Just as importantly, there is an overwhelming consensus (84%) among your voting constituency, that sports have a positive impact on their child's mental health and/or stress levels. Moreover, 20% of youth participants surveyed indicated they were so discouraged and disenfranchised with the perpetual restrictions on their sporting activity that they no longer planned to return to sport at all post-COVID restrictions. This loss is one that will be shouldered by communities. Sports build citizens who are productive, adaptive, creative, and healthy—the very characteristics needed for prosperity.
All things considered; it is imperative that participants Return to meaningful Play in the very near future. When the latest Shutdown ends, we are requesting the Government of Ontario allow children, youth, and adults to engage in training and appropriate modified competition as outlined in our 77 page Ontario Soccer Return to Play Guide and Safety Protocols that is currently in use by our membership throughout Ontario.

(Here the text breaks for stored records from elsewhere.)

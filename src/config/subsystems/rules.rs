// src/config/subsystems/rules.rs

use serde::{Serialize, Deserialize};
use crate::error::{Error, Result};
use crate::config::{FromIni, parse_list};

pub const DEFAULT_PREPOSITIONS: &[&str] = &[
    "al", "el", "at", "et", "la", "le", "les", "da", "de", "do", "du", "des", "das", "and", "of", "for",
];

pub const DEFAULT_NUMBERS: &[&str] = &["i", "ii", "iii", "iv", "v", "vi", "vii", "viii", "ix", "x"];

#[derive(Debug, Clone, Copy, PartialEq, Eq, Hash, Serialize, Deserialize)]
pub enum RuleKind {
    /// Strip leading ordinals and boundary prepositions, then consolidate.
    Affix,
    /// Leave selected phrases untouched.
    None,
}

impl RuleKind {
    pub fn as_str(&self) -> &'static str {
        match self {
            RuleKind::Affix => "affix",
            RuleKind::None => "none",
        }
    }

    pub fn from_str(s: &str) -> Option<Self> {
        match s.trim().to_lowercase().as_str() {
            "affix" | "default" => Some(Self::Affix),
            "none" | "off" => Some(Self::None),
            _ => None,
        }
    }
}

impl Default for RuleKind {
    fn default() -> Self {
        Self::Affix
    }
}

#[derive(Debug, Clone, Serialize, Deserialize)]
pub struct RuleConfig {
    pub rule: RuleKind,
    pub prepositions: Vec<String>,
    pub numbers: Vec<String>,
}

impl Default for RuleConfig {
    fn default() -> Self {
        Self {
            rule: RuleKind::default(),
            prepositions: DEFAULT_PREPOSITIONS.iter().map(|s| s.to_string()).collect(),
            numbers: DEFAULT_NUMBERS.iter().map(|s| s.to_string()).collect(),
        }
    }
}

impl FromIni for RuleConfig {
    fn from_ini_section(&mut self, section_name: &str, key: &str, value: &str) -> Option<Result<()>> {
        if section_name != "rules" {
            return None;
        }

        match key {
            "rule" => {
                match RuleKind::from_str(value) {
                    Some(rule) => {
                        self.rule = rule;
                        Some(Ok(()))
                    },
                    None => Some(Err(Error::Config(
                        format!("Invalid rule (must be 'affix' or 'none'): {}", value)
                    ))),
                }
            },
            "prepositions" => {
                self.prepositions = parse_list(value);
                Some(Ok(()))
            },
            "numbers" => {
                self.numbers = parse_list(value);
                Some(Ok(()))
            },
            _ => None,
        }
    }
}

impl RuleConfig {
    pub fn validate(&self) -> Result<()> {
        for token in self.prepositions.iter().chain(self.numbers.iter()) {
            if token.trim().is_empty() || token.contains(char::is_whitespace) {
                return Err(Error::Config(
                    format!("Affix tokens must be single non-empty words, got {:?}", token)
                ));
            }
        }
        Ok(())
    }

    pub fn describe(&self) -> String {
        match self.rule {
            RuleKind::Affix => format!(
                "affix rule ({} prepositions, {} ordinals)",
                self.prepositions.len(),
                self.numbers.len()
            ),
            RuleKind::None => "no normalization rule".to_string(),
        }
    }
}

We can assure you as a Provincial Sports Organization registered under the Ministry of Heritage, Sport, Tourism, and Culture Industries and a member association of Canada Soccer, our sanctioned member organizations implement and follow our health and safety protocols and are fully aligned with directives from the Government of Ontario and/or their regional public health units.

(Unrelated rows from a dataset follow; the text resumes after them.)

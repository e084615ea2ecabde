// src/ngram/generator/mod.rs

mod core;
mod word_ngrams;
mod parallel;
mod reduction;

// Re-export the main types and structs
pub use self::core::{NGramGenerator, MIN_PARALLEL_NAMES};
pub use self::word_ngrams::unique_ngrams;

In summary, upon re-opening Ontario Soccer and our membership will continue to implement our controlled and organized Return to Play Plan to safely manage the insidiously damaging effects Covid-19 has had on Ontarians. A return to play will also serve to help curtail the growing mental health crisis in children and youth. As stated in a recent comprehensive review on the effects of COVID-19 closures on mental health, “children and youth flourish in environments that are predictable, safe, and structured." (1)
Our soccer programs exemplify these characteristics, which is why we have rallied our grassroots community to help children and youth overcome this generational challenge through the kind of resolve and resilience only sport can offer.
Yours in Community Sports,
Johnny R. Misley, Chief Executive Officer, Ontario Soccer
Peter Augruso, President/Chair, Ontario Soccer Board of Directors
(1) Vaillancourt, T., Szatmari, P., Geogiades, K., & Krygsman, A. (2021). The Impact of COVID-19 on the Mental Health of Canadian Children and Youth. Royal Society of Canada.